In proof of the correctness of this opinion, I beg the reader, 1st, To observe that almost all the words of the description, and notably the words luctantes, imperio premit, frenat, fremunt, mollit animos, temperat iras, ferant rapidi secum, verrant per auras, are suitable to the manege; 2dly, To refer to Val. Flaccus, (1. 611,) where, in a manifest copy of the scene before us, he will find the winds to be styled in express terms horses rushing from the carcer, "Fundunt se carcere læti Thraces equi, Zephyrusque," &c.; and, 3dly, To compare Virgil's whole description with the description which Sidonius Apollinaris (ad Consentium) has given of the chariot-race:

Illi (viz. the horses) ad claustra (carceris viz.) fremunt,
repagulisque

Incumbunt simul, ac par obseratas
Transfumant tabulas, et ante cursum
Campus flatibus occupatur absens :
Impellunt, trepidant, trahunt, repugnant,
Ardescunt, saliunt, timent, timentur,
Nec gressum cohibent, sed inquieto
Duratum pede stipitem flagellant;
Tandem murmure buccinæ strepentis,
Suspensas tubicen vocans quadrigas
Effundit celeres in arva currus;

Non sic fulminis impetus trisulci, &c.

Let him compare, also, Ovid, Metam. 11. 153; Lucret.
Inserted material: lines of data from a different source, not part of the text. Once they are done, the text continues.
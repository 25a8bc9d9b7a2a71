use parking_lot::Mutex;
use serde::{Deserialize, Serialize};
use std::collections::{BTreeMap, HashMap};
use std::fmt::Write as _;
use std::time::Instant;

/// Outcome of processing one search result URL
#[derive(Debug, Clone, Copy, PartialEq, Eq)]
pub enum ScrapeOutcome {
    Success { pdf: bool },
    Failed { pdf: bool },
    /// Already claimed by another worker or an earlier step
    Skipped,
}

/// Counters for one research run
#[derive(Debug, Clone, Default, PartialEq, Serialize, Deserialize)]
pub struct MetricsSnapshot {
    pub api_calls: u64,
    pub tokens_estimated: u64,
    pub cache_hits: u64,
    pub cache_misses: u64,
    pub rotations: u64,
    pub iterations: u64,
    pub query_refinements: u64,
    pub rescue_queries: u64,
    pub urls_scraped: u64,
    pub urls_failed: u64,
    pub urls_skipped: u64,
    pub pdfs_processed: u64,
    pub facts_extracted: u64,
    pub checkpoints_saved: u64,
    pub steps_completed: u64,
    pub total_steps: u64,
    /// Overall score of every iteration, per step
    pub quality_scores: BTreeMap<u32, Vec<f64>>,
    pub step_durations_secs: BTreeMap<u32, f64>,
    pub elapsed_secs: f64,
}

impl MetricsSnapshot {
    /// Share of processed URLs that produced content, as a percentage
    pub fn scrape_success_rate(&self) -> f64 {
        let attempted = self.urls_scraped + self.urls_failed;
        if attempted == 0 {
            0.0
        } else {
            (self.urls_scraped as f64 / attempted as f64) * 100.0
        }
    }

    /// Cache hit rate as a percentage
    pub fn cache_hit_rate(&self) -> f64 {
        let total = self.cache_hits + self.cache_misses;
        if total == 0 {
            0.0
        } else {
            (self.cache_hits as f64 / total as f64) * 100.0
        }
    }

    /// Plain-text summary for the terminal
    pub fn summary(&self) -> String {
        let mut out = String::new();
        let _ = writeln!(out, "Research Metrics");
        let _ = writeln!(out, "  Elapsed:            {:.1}s", self.elapsed_secs);
        let _ = writeln!(
            out,
            "  Steps:              {}/{}",
            self.steps_completed, self.total_steps
        );
        let _ = writeln!(out, "  API calls:          {}", self.api_calls);
        let _ = writeln!(out, "  Tokens (est.):      {}", self.tokens_estimated);
        let _ = writeln!(out, "  Credential rotations: {}", self.rotations);
        let _ = writeln!(out, "  Iterations:         {}", self.iterations);
        let _ = writeln!(out, "  Query refinements:  {}", self.query_refinements);
        let _ = writeln!(out, "  Rescue queries:     {}", self.rescue_queries);
        let _ = writeln!(
            out,
            "  URLs:               {} ok, {} failed, {} skipped ({:.0}% success)",
            self.urls_scraped,
            self.urls_failed,
            self.urls_skipped,
            self.scrape_success_rate()
        );
        let _ = writeln!(out, "  PDFs processed:     {}", self.pdfs_processed);
        let _ = writeln!(
            out,
            "  Cache:              {} hits, {} misses ({:.0}% hit rate)",
            self.cache_hits,
            self.cache_misses,
            self.cache_hit_rate()
        );
        let _ = writeln!(out, "  Facts extracted:    {}", self.facts_extracted);
        let _ = writeln!(out, "  Checkpoints saved:  {}", self.checkpoints_saved);

        for (step, scores) in &self.quality_scores {
            let rendered: Vec<String> = scores.iter().map(|s| format!("{:.2}", s)).collect();
            let duration = self
                .step_durations_secs
                .get(step)
                .map(|d| format!(" in {:.1}s", d))
                .unwrap_or_default();
            let _ = writeln!(
                out,
                "  Step {} scores:      [{}]{}",
                step,
                rendered.join(", "),
                duration
            );
        }

        out
    }
}

/// Thread-safe metrics sink owned by one run
#[derive(Debug)]
pub struct RunMetrics {
    data: Mutex<MetricsSnapshot>,
    step_started: Mutex<HashMap<u32, Instant>>,
    started: Instant,
}

impl Default for RunMetrics {
    fn default() -> Self {
        Self::new()
    }
}

impl RunMetrics {
    pub fn new() -> Self {
        Self {
            data: Mutex::new(MetricsSnapshot::default()),
            step_started: Mutex::new(HashMap::new()),
            started: Instant::now(),
        }
    }

    pub fn set_total_steps(&self, total: usize) {
        self.data.lock().total_steps = total as u64;
    }

    /// One generation call and the tokens it consumed
    pub fn record_generation(&self, tokens: u64) {
        let mut data = self.data.lock();
        data.api_calls += 1;
        data.tokens_estimated += tokens;
    }

    pub fn record_cache_lookup(&self, hit: bool) {
        let mut data = self.data.lock();
        if hit {
            data.cache_hits += 1;
        } else {
            data.cache_misses += 1;
        }
    }

    pub fn set_rotations(&self, rotations: u64) {
        self.data.lock().rotations = rotations;
    }

    /// One finished iteration of a step's convergence loop
    pub fn record_iteration(&self, step_number: u32, score: f64) {
        let mut data = self.data.lock();
        data.iterations += 1;
        data.quality_scores.entry(step_number).or_default().push(score);
    }

    pub fn record_query_refinement(&self) {
        self.data.lock().query_refinements += 1;
    }

    pub fn record_rescue_query(&self) {
        self.data.lock().rescue_queries += 1;
    }

    pub fn record_scrape(&self, outcome: ScrapeOutcome) {
        let mut data = self.data.lock();
        match outcome {
            ScrapeOutcome::Success { pdf } => {
                data.urls_scraped += 1;
                if pdf {
                    data.pdfs_processed += 1;
                }
            }
            ScrapeOutcome::Failed { .. } => data.urls_failed += 1,
            ScrapeOutcome::Skipped => data.urls_skipped += 1,
        }
    }

    pub fn record_facts(&self, count: usize) {
        self.data.lock().facts_extracted += count as u64;
    }

    pub fn record_checkpoint(&self) {
        self.data.lock().checkpoints_saved += 1;
    }

    pub fn start_step(&self, step_number: u32) {
        self.step_started.lock().insert(step_number, Instant::now());
    }

    /// Mark a step finished and record its wall time
    pub fn end_step(&self, step_number: u32) {
        let started = self.step_started.lock().remove(&step_number);
        let mut data = self.data.lock();
        data.steps_completed += 1;
        if let Some(started) = started {
            data.step_durations_secs
                .insert(step_number, started.elapsed().as_secs_f64());
        }
    }

    /// Scores recorded so far for one step
    pub fn step_scores(&self, step_number: u32) -> Vec<f64> {
        self.data
            .lock()
            .quality_scores
            .get(&step_number)
            .cloned()
            .unwrap_or_default()
    }

    /// Copy of the current counters
    pub fn snapshot(&self) -> MetricsSnapshot {
        let mut snapshot = self.data.lock().clone();
        snapshot.elapsed_secs = self.started.elapsed().as_secs_f64();
        snapshot
    }
}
VI. 194; Stat. Theb. VI. 397 et seq., and Virgil himself, En. v. 144.

Hence new grace and beauty to the whole passage, and proof additional to those adduced above, that the winds were let loose, not through a breach made in the mountain from without, but through the accustomed claustra thrown open from within.See Comm. En. 1. 81.

V. 85*. Una Eurusque Notusque ruunt.—

Nor slept the winds

Within their stony caves, but rushed abroad
From the four hinges of the world, and fell
On the vexed wilderness.-Par. Reg. b. IV.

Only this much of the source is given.